Saved data entries:
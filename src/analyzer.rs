// src/analyzer.rs

//! Binary analysis: decide, for every node of a resolved graph, whether its
//! binary is reused from the cache, downloaded, updated, built, skipped, or
//! missing.
//!
//! # Evaluation order
//!
//! Nodes with private dependencies are evaluated first. When such a node
//! ends up with a usable binary (cache, download or update), everything it
//! reaches only through private edges is marked `Skip` before the second
//! pass visits the remaining nodes.
//!
//! # Failure semantics
//!
//! Remote "not found" and "no remote available" outcomes degrade to a
//! warning and the decision proceeds without that information. Store faults
//! (lock, erase, metadata) abort the pass.

use crate::decision::BinaryDecision;
use crate::error::{Error, Result};
use crate::graph::{private_closure, DepsGraph, NodeId};
use crate::manifest::{Manifest, PackageInfo};
use crate::memo::EvaluatedNodes;
use crate::policy::BuildPolicy;
use crate::recipe::{Recipe, RecipeKind};
use crate::reference::ResolvedPackageRef;
use crate::remote::{FetchOutcome, Remote, RemoteFetcher, RemoteRegistry};
use crate::store::ArtifactStore;
use crate::workspace::Workspace;
use std::path::Path;
use tracing::{debug, info, warn};

/// Outcome of analyzing one node
struct Analysis {
    binary: BinaryDecision,
    remote: Option<Remote>,
    /// Remote manifest a cached binary is updated to
    update_manifest: Option<Manifest>,
}

impl Analysis {
    fn local(binary: BinaryDecision) -> Self {
        Self {
            binary,
            remote: None,
            update_manifest: None,
        }
    }
}

/// Binary resolution engine over a store, a remote directory and a fetcher
pub struct BinaryAnalyzer<'a> {
    store: &'a dyn ArtifactStore,
    registry: &'a RemoteRegistry,
    fetcher: &'a dyn RemoteFetcher,
    workspace: Option<&'a Workspace>,
}

impl<'a> BinaryAnalyzer<'a> {
    pub fn new(
        store: &'a dyn ArtifactStore,
        registry: &'a RemoteRegistry,
        fetcher: &'a dyn RemoteFetcher,
    ) -> Self {
        Self {
            store,
            registry,
            fetcher,
            workspace: None,
        }
    }

    /// Consult `workspace` for local overrides
    pub fn with_workspace(mut self, workspace: &'a Workspace) -> Self {
        self.workspace = Some(workspace);
        self
    }

    /// Decide the binary of every eligible node in `graph`
    ///
    /// `remote_name` restricts remote lookups to that remote. Every node in
    /// the private closure of a node with a binary becomes `Skip`, including
    /// that node itself when a private cycle leads back to it.
    pub fn resolve(
        &self,
        graph: &mut DepsGraph,
        policy: &dyn BuildPolicy,
        update: bool,
        remote_name: Option<&str>,
    ) -> Result<()> {
        let mut evaluated = EvaluatedNodes::new();

        for id in graph.node_ids() {
            if !Self::pending(graph, id) {
                continue;
            }
            let private_neighbors = graph.private_neighbors(id);
            if private_neighbors.is_empty() {
                continue;
            }

            self.evaluate_node(graph, id, policy, update, remote_name, &mut evaluated)?;

            if graph.node(id).binary.provides_binary() {
                for neighbor in private_neighbors {
                    let mut skipped = private_closure(graph, neighbor);
                    skipped.insert(neighbor);
                    for target in skipped {
                        let node = graph.node_mut(target);
                        if !node.kind.has_binary() {
                            continue;
                        }
                        debug!(
                            "{}: not needed, privately required by a package with a binary",
                            node.display_ref()
                        );
                        node.binary = BinaryDecision::Skip;
                    }
                }
            }
        }

        for id in graph.node_ids() {
            if Self::pending(graph, id) {
                self.evaluate_node(graph, id, policy, update, remote_name, &mut evaluated)?;
            }
        }

        Ok(())
    }

    fn pending(graph: &DepsGraph, id: NodeId) -> bool {
        let node = graph.node(id);
        node.kind.has_binary() && !node.binary.is_set()
    }

    /// Decide the binary of a single node
    ///
    /// The node must not be decided yet. Its resolved reference, decision,
    /// remote and update manifest are written in place.
    pub fn evaluate_node(
        &self,
        graph: &mut DepsGraph,
        id: NodeId,
        policy: &dyn BuildPolicy,
        update: bool,
        remote_name: Option<&str>,
        evaluated: &mut EvaluatedNodes,
    ) -> Result<()> {
        let node = graph.node(id);
        if node.binary.is_set() {
            return Err(Error::InvariantViolation(format!(
                "node {} ({}) already has binary decision '{}'",
                id,
                node.display_ref(),
                node.binary
            )));
        }

        let recipe = node.recipe.clone();
        let kind = node.kind;
        let identity = recipe.identity();
        let mut pref = ResolvedPackageRef::new(identity.clone());
        graph.node_mut(id).pref = Some(pref.clone());

        if let Some(previous) = evaluated.get(&identity) {
            let prev = graph.node(previous);
            let (binary, remote, update_manifest, prev_pref) = (
                prev.binary,
                prev.binary_remote.clone(),
                prev.update_manifest.clone(),
                prev.pref.clone(),
            );
            let node = graph.node_mut(id);
            node.binary = binary;
            node.binary_remote = remote;
            node.update_manifest = update_manifest;
            if prev_pref.is_some() {
                node.pref = prev_pref;
            }
            return Ok(());
        }
        evaluated.insert(identity, id);

        let analysis = self.analyze(&recipe, kind, &mut pref, policy, update, remote_name)?;

        let node = graph.node_mut(id);
        node.pref = Some(pref);
        node.binary = analysis.binary;
        node.binary_remote = analysis.remote;
        node.update_manifest = analysis.update_manifest;
        Ok(())
    }

    fn analyze(
        &self,
        recipe: &Recipe,
        kind: RecipeKind,
        pref: &mut ResolvedPackageRef,
        policy: &dyn BuildPolicy,
        update: bool,
        remote_name: Option<&str>,
    ) -> Result<Analysis> {
        if kind == RecipeKind::Editable {
            return Ok(Analysis::local(BinaryDecision::Editable));
        }

        if policy.forced(recipe, &recipe.reference) {
            warn!("{}: Forced build from source", pref);
            return Ok(Analysis::local(BinaryDecision::Build));
        }

        let identity = pref.identity.clone();
        let package_folder = self.store.package_folder(&identity, recipe.short_paths);

        if let Some(workspace) = self.workspace
            && let Some(path) = workspace.get(&recipe.reference)
        {
            debug!("{}: provided by workspace at {}", pref, path.display());
            return Ok(Analysis::local(BinaryDecision::Workspace));
        }

        {
            let _lock = self.store.package_lock(&identity)?;

            if self.store.is_dirty(&package_folder) {
                warn!(
                    "{}: Package is corrupted, removing folder: {}",
                    pref,
                    package_folder.display()
                );
                self.store.remove_folder(&package_folder)?;
            }

            if self.store.revisions_enabled() {
                let metadata = self.store.load_metadata(&recipe.reference)?;
                if let Some(recipe_revision) = metadata.package_recipe_revision(&identity.package_id)
                    && Some(recipe_revision) != recipe.reference.revision.as_deref()
                {
                    warn!(
                        "{}: The package doesn't belong to the installed recipe revision, removing folder",
                        pref
                    );
                    self.store.remove_folder(&package_folder)?;
                }
            }
        }

        let mut remote = match remote_name {
            Some(name) => {
                let found = self.registry.get(name).cloned();
                if found.is_none() {
                    warn!("{}: Remote '{}' is not defined", pref, name);
                }
                found
            }
            None => self.registry.for_package_or_recipe(&identity).cloned(),
        };
        let remotes = self.registry.list();

        let mut decision = BinaryDecision::Unset;
        // Digest of the recipe the chosen binary was built from
        let mut package_hash: Option<String> = None;
        let mut update_manifest = None;

        if self.store.package_exists(&package_folder) {
            if update {
                if let Some(selected) = &remote {
                    match self.fetcher.get_package_manifest(pref, selected)? {
                        FetchOutcome::NotFound => {
                            warn!("{}: Can't update, no package in remote", pref);
                        }
                        FetchOutcome::RemoteUnavailable => {
                            warn!("{}: Can't update, no remote defined", pref);
                        }
                        FetchOutcome::Found((upstream, remote_pref)) => {
                            if self.check_update(&upstream, &package_folder, pref)? {
                                decision = BinaryDecision::Update;
                                update_manifest = Some(upstream);
                                *pref = remote_pref;
                                if policy.outdated() {
                                    package_hash = self.remote_recipe_hash(pref, selected)?;
                                }
                            }
                        }
                    }
                } else if !remotes.is_empty() {
                    // Several remotes but none associated with this package:
                    // which one to check is not decided here
                } else {
                    warn!("{}: Can't update, no remote defined", pref);
                }
            }

            if !decision.is_set() {
                decision = BinaryDecision::Cache;
                package_hash = self.store.load_package_info(&package_folder)?.recipe_hash;
            }
        } else {
            let mut remote_info = None;
            if let Some(selected) = &remote {
                remote_info = self.fetch_info(pref, selected)?;
            }

            if remote.is_none()
                || (remote_info.is_none()
                    && self.store.revisions_enabled()
                    && remote_name.is_none())
            {
                for candidate in remotes {
                    if let Some(found) = self.fetch_info(pref, candidate)? {
                        remote_info = Some(found);
                        remote = Some(candidate.clone());
                        break;
                    }
                }
            }

            match remote_info {
                Some((info, remote_pref)) => {
                    decision = BinaryDecision::Download;
                    *pref = remote_pref;
                    package_hash = info.recipe_hash;
                }
                None if policy.allowed(recipe) => decision = BinaryDecision::Build,
                None => decision = BinaryDecision::Missing,
            }
        }

        if policy.outdated() && decision.provides_binary() {
            let local_recipe_hash = self.store.recipe_summary_hash(&recipe.reference)?;
            if package_hash.as_deref() != Some(local_recipe_hash.as_str()) {
                info!("{}: Outdated package!", pref);
                decision = BinaryDecision::Build;
            } else {
                info!("{}: Package is up to date", pref);
            }
        }

        Ok(Analysis {
            binary: decision,
            remote,
            update_manifest,
        })
    }

    /// Local binary differs from the remote one and the remote one is newer
    fn check_update(
        &self,
        upstream: &Manifest,
        package_folder: &Path,
        pref: &ResolvedPackageRef,
    ) -> Result<bool> {
        let local = self.store.load_manifest(package_folder)?;
        if *upstream == local {
            return Ok(false);
        }
        if upstream.time > local.time {
            warn!("{}: Current package is older than remote upstream one", pref);
            Ok(true)
        } else {
            warn!("{}: Current package is newer than remote upstream one", pref);
            Ok(false)
        }
    }

    /// Package info from one remote; "not found" and "unavailable" yield `None`
    fn fetch_info(
        &self,
        pref: &ResolvedPackageRef,
        remote: &Remote,
    ) -> Result<Option<(PackageInfo, ResolvedPackageRef)>> {
        match self.fetcher.get_package_info(pref, remote)? {
            FetchOutcome::Found(found) => Ok(Some(found)),
            FetchOutcome::NotFound => Ok(None),
            FetchOutcome::RemoteUnavailable => {
                warn!("{}: Remote '{}' is not available", pref, remote.name);
                Ok(None)
            }
        }
    }

    /// Recipe digest of the updated binary, refining `pref` with the remote answer
    fn remote_recipe_hash(
        &self,
        pref: &mut ResolvedPackageRef,
        remote: &Remote,
    ) -> Result<Option<String>> {
        match self.fetch_info(pref, remote)? {
            Some((info, remote_pref)) => {
                *pref = remote_pref;
                Ok(info.recipe_hash)
            }
            None => {
                warn!("{}: Can't check if the updated package is outdated", pref);
                Ok(None)
            }
        }
    }
}
use thiserror::Error;

/// Everything that stops a send with a nonzero exit code.
#[derive(Debug, Error)]
pub enum Error {
    #[error("Error: {path} file not found.")]
    ConfigNotFound { path: String },

    #[error("Error: can't read {path}: {source}")]
    ConfigRead {
        path: String,
        #[source]
        source: std::io::Error,
    },

    #[error("Error: can't parse {path}: {detail}")]
    ConfigSyntax { path: String, detail: String },

    #[error("Error: section [{section}] not found in {path}")]
    ConfigSection { path: String, section: String },

    #[error("Error: Can't find valid Authorization in {path}")]
    MissingAuthorization { path: String },

    #[error("Error: can't read {path}: {source}")]
    MessageRead {
        path: String,
        #[source]
        source: std::io::Error,
    },

    #[error("Error: can't parse {path}: {source}")]
    MessageParse {
        path: String,
        #[source]
        source: mailparse::MailParseError,
    },

    #[error("Error: no usable address in forced recipient {0:?}")]
    ForcedRecipient(String),

    #[error("Error: can't create HTTP client: {0}")]
    Client(#[from] reqwest::Error),

    #[error("Error: can't encode transmission: {0}")]
    Encode(#[from] serde_json::Error),

    #[error("Message rejected by SparkPost\n{0}")]
    Rejected(String),
}

impl Error {
    pub fn exit_code(&self) -> i32 {
        match self {
            Error::ConfigNotFound { .. }
            | Error::ConfigRead { .. }
            | Error::ConfigSyntax { .. }
            | Error::ConfigSection { .. }
            | Error::MissingAuthorization { .. }
            | Error::MessageRead { .. }
            | Error::MessageParse { .. }
            | Error::ForcedRecipient(_)
            | Error::Client(_)
            | Error::Encode(_)
            | Error::Rejected(_) => 1,
        }
    }
}

pub type Result<T> = std::result::Result<T, Error>;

* Exercise prompt
Of the lines in the data, report each one containing the string "ConfigSyntax".

* Your solution
    ConfigSyntax { path: String, detail: String },
            | Error::ConfigSyntax { .. }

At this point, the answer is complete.